### [EXERCISE AIM]
Keeping every word in place, write out the entries that come next.

Stored data
//! OpenAlex enrichment driver
//!
//! Row-keyed, append-only persistence like OpenLibrary, but the join is
//! fuzzy: the source is searched by title and the best candidate is
//! accepted only when its normalized title is identical or similar
//! enough. Rejected matches are checkpointed with their similarity so
//! the near-misses remain auditable.

use super::{EnricherConfig, EnrichmentSummary};
use crate::state::checkpoint::{append_records, load_done_ids};
use crate::types::{
    CandidateLookup, CatalogItem, ConceptTag, OpenAlexRecord, OpenAlexStatus, SourceCollector,
    WorkCandidate,
};
use bookfuse_common::normalize::{normalize_title, title_similarity};
use bookfuse_common::Result;
use std::collections::HashMap;
use std::path::Path;
use tracing::{debug, info};

/// Minimum similarity for accepting a non-identical title match
pub const MATCH_THRESHOLD: f64 = 0.92;

/// How many concept tags to keep per accepted work
const MAX_CONCEPTS: usize = 10;

/// Driver for the OpenAlex scholarly-works source
pub struct OpenAlexEnricher<C> {
    collector: C,
    config: EnricherConfig,
}

impl<C> OpenAlexEnricher<C>
where
    C: SourceCollector<Query = str, Output = CandidateLookup>,
{
    pub fn new(collector: C, config: EnricherConfig) -> Self {
        Self { collector, config }
    }

    /// Match every base inventory row not already in the append log
    pub async fn run(
        &self,
        items: &[CatalogItem],
        checkpoint: &Path,
    ) -> Result<EnrichmentSummary> {
        let done = load_done_ids(checkpoint)?;

        info!(
            source = self.collector.name(),
            rows = items.len(),
            already_done = done.len(),
            "Starting OpenAlex enrichment"
        );

        let mut summary = EnrichmentSummary::new(self.collector.name());
        let mut buffer: Vec<OpenAlexRecord> = Vec::new();

        for (i, item) in items.iter().enumerate() {
            if done.contains(&item.row_id) {
                summary.skipped += 1;
                continue;
            }

            debug!(
                row_id = item.row_id,
                progress = format!("{}/{}", i + 1, items.len()),
                "Searching works"
            );

            let record = match item.title_key() {
                // Unusable title: recorded, never sent to the source
                None => empty_record(item.row_id, &item.title, OpenAlexStatus::EmptyTitle),
                Some(title_key) => {
                    let lookup = self.collector.fetch(&item.title).await;
                    summary.attempted += 1;

                    match lookup {
                        CandidateLookup::Candidates(candidates) => {
                            match_candidates(item.row_id, &item.title, &title_key, candidates)
                        }
                        CandidateLookup::Error(kind) => {
                            empty_record(item.row_id, &item.title, OpenAlexStatus::Error(kind))
                        }
                    }
                }
            };

            summary.record_status(record.status.as_str());
            buffer.push(record);

            if buffer.len() >= self.config.save_every {
                append_records(checkpoint, &buffer)?;
                buffer.clear();
            }

            tokio::time::sleep(self.config.request_delay).await;
        }

        append_records(checkpoint, &buffer)?;

        info!(
            source = self.collector.name(),
            attempted = summary.attempted,
            skipped = summary.skipped,
            "OpenAlex enrichment complete"
        );

        Ok(summary)
    }
}

fn empty_record(row_id: i64, title: &str, status: OpenAlexStatus) -> OpenAlexRecord {
    OpenAlexRecord {
        row_id,
        title: title.to_string(),
        work_id: None,
        matched_title: None,
        doi: None,
        work_type: None,
        year: None,
        cited_by_count: None,
        similarity: None,
        concept_tags: None,
        abstract_text: None,
        status,
    }
}

/// Pick the best candidate for one row and decide acceptance
///
/// An identical normalized title short-circuits the scan with
/// similarity 1.0. Otherwise the highest-similarity candidate wins,
/// with equal scores broken by lexically smallest work id so the
/// outcome never depends on result order. Below the threshold the
/// identifying payload is withheld but the audited match fields stay.
pub fn match_candidates(
    row_id: i64,
    raw_title: &str,
    title_key: &str,
    candidates: Vec<WorkCandidate>,
) -> OpenAlexRecord {
    if candidates.is_empty() {
        return empty_record(row_id, raw_title, OpenAlexStatus::NoCandidates);
    }

    let mut best: Option<(f64, String, WorkCandidate)> = None;

    for candidate in candidates {
        let Some(display_name) = candidate.display_name.clone() else {
            continue;
        };
        let Some(candidate_key) = normalize_title(&display_name) else {
            continue;
        };

        if candidate_key == title_key {
            return accepted_record(
                row_id,
                raw_title,
                display_name,
                1.0,
                OpenAlexStatus::OkExactTitle,
                candidate,
            );
        }

        let similarity = title_similarity(title_key, &candidate_key);
        let replace = match &best {
            None => true,
            Some((best_sim, best_id, _)) => {
                similarity > *best_sim
                    || (similarity == *best_sim
                        && candidate.id.as_deref().unwrap_or("") < best_id.as_str())
            }
        };
        if replace {
            let id = candidate.id.clone().unwrap_or_default();
            best = Some((similarity, id, candidate));
        }
    }

    let Some((similarity, _, candidate)) = best else {
        return empty_record(row_id, raw_title, OpenAlexStatus::NoValidCandidate);
    };

    let matched_title = candidate
        .display_name
        .clone()
        .unwrap_or_default();

    if similarity >= MATCH_THRESHOLD {
        accepted_record(
            row_id,
            raw_title,
            matched_title,
            similarity,
            OpenAlexStatus::OkHighConfidence,
            candidate,
        )
    } else {
        let mut record = empty_record(row_id, raw_title, OpenAlexStatus::RejectedLowConfidence);
        record.matched_title = Some(matched_title);
        record.similarity = Some(similarity);
        record
    }
}

fn accepted_record(
    row_id: i64,
    raw_title: &str,
    matched_title: String,
    similarity: f64,
    status: OpenAlexStatus,
    candidate: WorkCandidate,
) -> OpenAlexRecord {
    OpenAlexRecord {
        row_id,
        title: raw_title.to_string(),
        work_id: candidate.id,
        matched_title: Some(matched_title),
        doi: candidate.doi,
        work_type: candidate.work_type,
        year: candidate.publication_year,
        cited_by_count: candidate.cited_by_count,
        similarity: Some(similarity),
        concept_tags: extract_concepts(&candidate.concepts),
        abstract_text: candidate
            .abstract_inverted_index
            .as_ref()
            .and_then(reconstruct_abstract),
        status,
    }
}

/// Top concept names by score, joined with "; "
pub fn extract_concepts(concepts: &[ConceptTag]) -> Option<String> {
    if concepts.is_empty() {
        return None;
    }

    let mut ranked: Vec<&ConceptTag> = concepts.iter().collect();
    ranked.sort_by(|a, b| b.score.total_cmp(&a.score));

    let joined = ranked
        .iter()
        .take(MAX_CONCEPTS)
        .map(|c| c.display_name.as_str())
        .collect::<Vec<_>>()
        .join("; ");

    if joined.is_empty() {
        None
    } else {
        Some(joined)
    }
}

/// Rebuild abstract text from a `word -> positions` inverted index
pub fn reconstruct_abstract(index: &HashMap<String, Vec<usize>>) -> Option<String> {
    let mut positioned: Vec<(usize, &str)> = Vec::new();
    for (word, positions) in index {
        for &pos in positions {
            positioned.push((pos, word.as_str()));
        }
    }

    if positioned.is_empty() {
        return None;
    }

    positioned.sort_by_key(|(pos, _)| *pos);
    let text = positioned
        .into_iter()
        .map(|(_, word)| word)
        .collect::<Vec<_>>()
        .join(" ");

    Some(text)
}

### [WRITTEN ANSWER]
//! OpenAlex enrichment driver
//!
//! Row-keyed, append-only persistence like OpenLibrary, but the join is
//! fuzzy: the source is searched by title and the best candidate is
//! accepted only when its normalized title is identical or similar
//! enough. Rejected matches are checkpointed with their similarity so
//! the near-misses remain auditable.

use super::{EnricherConfig, EnrichmentSummary};
use crate::state::checkpoint::{append_records, load_done_ids};
use crate::types::{
    CandidateLookup, CatalogItem, ConceptTag, OpenAlexRecord, OpenAlexStatus, SourceCollector,
    WorkCandidate,
};
use bookfuse_common::normalize::{normalize_title, title_similarity};
use bookfuse_common::Result;
use std::collections::HashMap;
use std::path::Path;
use tracing::{debug, info};

/// Minimum similarity for accepting a non-identical title match
pub const MATCH_THRESHOLD: f64 = 0.92;

/// How many concept tags to keep per accepted work
const MAX_CONCEPTS: usize = 10;

/// Driver for the OpenAlex scholarly-works source
pub struct OpenAlexEnricher<C> {
    collector: C,
    config: EnricherConfig,
}

impl<C> OpenAlexEnricher<C>
where
    C: SourceCollector<Query = str, Output = CandidateLookup>,
{
    pub fn new(collector: C, config: EnricherConfig) -> Self {
        Self { collector, config }
    }

    /// Match every base inventory row not already in the append log
    pub async fn run(
        &self,
        items: &[CatalogItem],
        checkpoint: &Path,
    ) -> Result<EnrichmentSummary> {
        let done = load_done_ids(checkpoint)?;

        info!(
            source = self.collector.name(),
            rows = items.len(),
            already_done = done.len(),
            "Starting OpenAlex enrichment"
        );

        let mut summary = EnrichmentSummary::new(self.collector.name());
        let mut buffer: Vec<OpenAlexRecord> = Vec::new();

        for (i, item) in items.iter().enumerate() {
            if done.contains(&item.row_id) {
                summary.skipped += 1;
                continue;
            }

            debug!(
                row_id = item.row_id,
                progress = format!("{}/{}", i + 1, items.len()),
                "Searching works"
            );

            let record = match item.title_key() {
                // Unusable title: recorded, never sent to the source
                None => empty_record(item.row_id, &item.title, OpenAlexStatus::EmptyTitle),
                Some(title_key) => {
                    let lookup = self.collector.fetch(&item.title).await;
                    summary.attempted += 1;

                    match lookup {
                        CandidateLookup::Candidates(candidates) => {
                            match_candidates(item.row_id, &item.title, &title_key, candidates)
                        }
                        CandidateLookup::Error(kind) => {
                            empty_record(item.row_id, &item.title, OpenAlexStatus::Error(kind))
                        }
                    }
                }
            };

            summary.record_status(record.status.as_str());
            buffer.push(record);

            if buffer.len() >= self.config.save_every {
                append_records(checkpoint, &buffer)?;
                buffer.clear();
            }

            tokio::time::sleep(self.config.request_delay).await;
        }

        append_records(checkpoint, &buffer)?;

        info!(
            source = self.collector.name(),
            attempted = summary.attempted,
            skipped = summary.skipped,
            "OpenAlex enrichment complete"
        );

        Ok(summary)
    }
}

fn empty_record(row_id: i64, title: &str, status: OpenAlexStatus) -> OpenAlexRecord {
    OpenAlexRecord {
        row_id,
        title: title.to_string(),
        work_id: None,
        matched_title: None,
        doi: None,
        work_type: None,
        year: None,
        cited_by_count: None,
        similarity: None,
        concept_tags: None,
        abstract_text: None,
        status,
    }
}

/// Pick the best candidate for one row and decide acceptance
///
/// An identical normalized title short-circuits the scan with
/// similarity 1.0. Otherwise the highest-similarity candidate wins,
/// with equal scores broken by lexically smallest work id so the
/// outcome never depends on result order. Below the threshold the
/// identifying payload is withheld but the audited match fields stay.
pub fn match_candidates(
    row_id: i64,
    raw_title: &str,
    title_key: &str,
    candidates: Vec<WorkCandidate>,
) -> OpenAlexRecord {
    if candidates.is_empty() {
        return empty_record(row_id, raw_title, OpenAlexStatus::NoCandidates);
    }

    let mut best: Option<(f64, String, WorkCandidate)> = None;

    for candidate in candidates {
        let Some(display_name) = candidate.display_name.clone() else {
            continue;
        };
        let Some(candidate_key) = normalize_title(&display_name) else {
            continue;
        };

        if candidate_key == title_key {
            return accepted_record(
                row_id,
                raw_title,
                display_name,
                1.0,
                OpenAlexStatus::OkExactTitle,
                candidate,
            );
        }

        let similarity = title_similarity(title_key, &candidate_key);
        let replace = match &best {
            None => true,
            Some((best_sim, best_id, _)) => {
                similarity > *best_sim
                    || (similarity == *best_sim
                        && candidate.id.as_deref().unwrap_or("") < best_id.as_str())
            }
        };
        if replace {
            let id = candidate.id.clone().unwrap_or_default();
            best = Some((similarity, id, candidate));
        }
    }

    let Some((similarity, _, candidate)) = best else {
        return empty_record(row_id, raw_title, OpenAlexStatus::NoValidCandidate);
    };

    let matched_title = candidate
        .display_name
        .clone()
        .unwrap_or_default();

    if similarity >= MATCH_THRESHOLD {
        accepted_record(
            row_id,
            raw_title,
            matched_title,
            similarity,
            OpenAlexStatus::OkHighConfidence,
            candidate,
        )
    } else {
        let mut record = empty_record(row_id, raw_title, OpenAlexStatus::RejectedLowConfidence);
        record.matched_title = Some(matched_title);
        record.similarity = Some(similarity);
        record
    }
}

fn accepted_record(
    row_id: i64,
    raw_title: &str,
    matched_title: String,
    similarity: f64,
    status: OpenAlexStatus,
    candidate: WorkCandidate,
) -> OpenAlexRecord {
    OpenAlexRecord {
        row_id,
        title: raw_title.to_string(),
        work_id: candidate.id,
        matched_title: Some(matched_title),
        doi: candidate.doi,
        work_type: candidate.work_type,
        year: candidate.publication_year,
        cited_by_count: candidate.cited_by_count,
        similarity: Some(similarity),
        concept_tags: extract_concepts(&candidate.concepts),
        abstract_text: candidate
            .abstract_inverted_index
            .as_ref()
            .and_then(reconstruct_abstract),
        status,
    }
}

/// Top concept names by score, joined with "; "
pub fn extract_concepts(concepts: &[ConceptTag]) -> Option<String> {
    if concepts.is_empty() {
        return None;
    }

    let mut ranked: Vec<&ConceptTag> = concepts.iter().collect();
    ranked.sort_by(|a, b| b.score.total_cmp(&a.score));

    let joined = ranked
        .iter()
        .take(MAX_CONCEPTS)
        .map(|c| c.display_name.as_str())
        .collect::<Vec<_>>()
        .join("; ");

    if joined.is_empty() {
        None
    } else {
        Some(joined)
    }
}

/// Rebuild abstract text from a `word -> positions` inverted index
pub fn reconstruct_abstract(index: &HashMap<String, Vec<usize>>) -> Option<String> {
    let mut positioned: Vec<(usize, &str)> = Vec::new();
    for (word, positions) in index {
        for &pos in positions {
            positioned.push((pos, word.as_str()));
        }
    }

    if positioned.is_empty() {
        return None;
    }

    positioned.sort_by_key(|(pos, _)| *pos);
    let text = positioned
        .into_iter()
        .map(|(_, word)| word)
        .collect::<Vec<_>>()
        .join(" ");

    Some(text)
}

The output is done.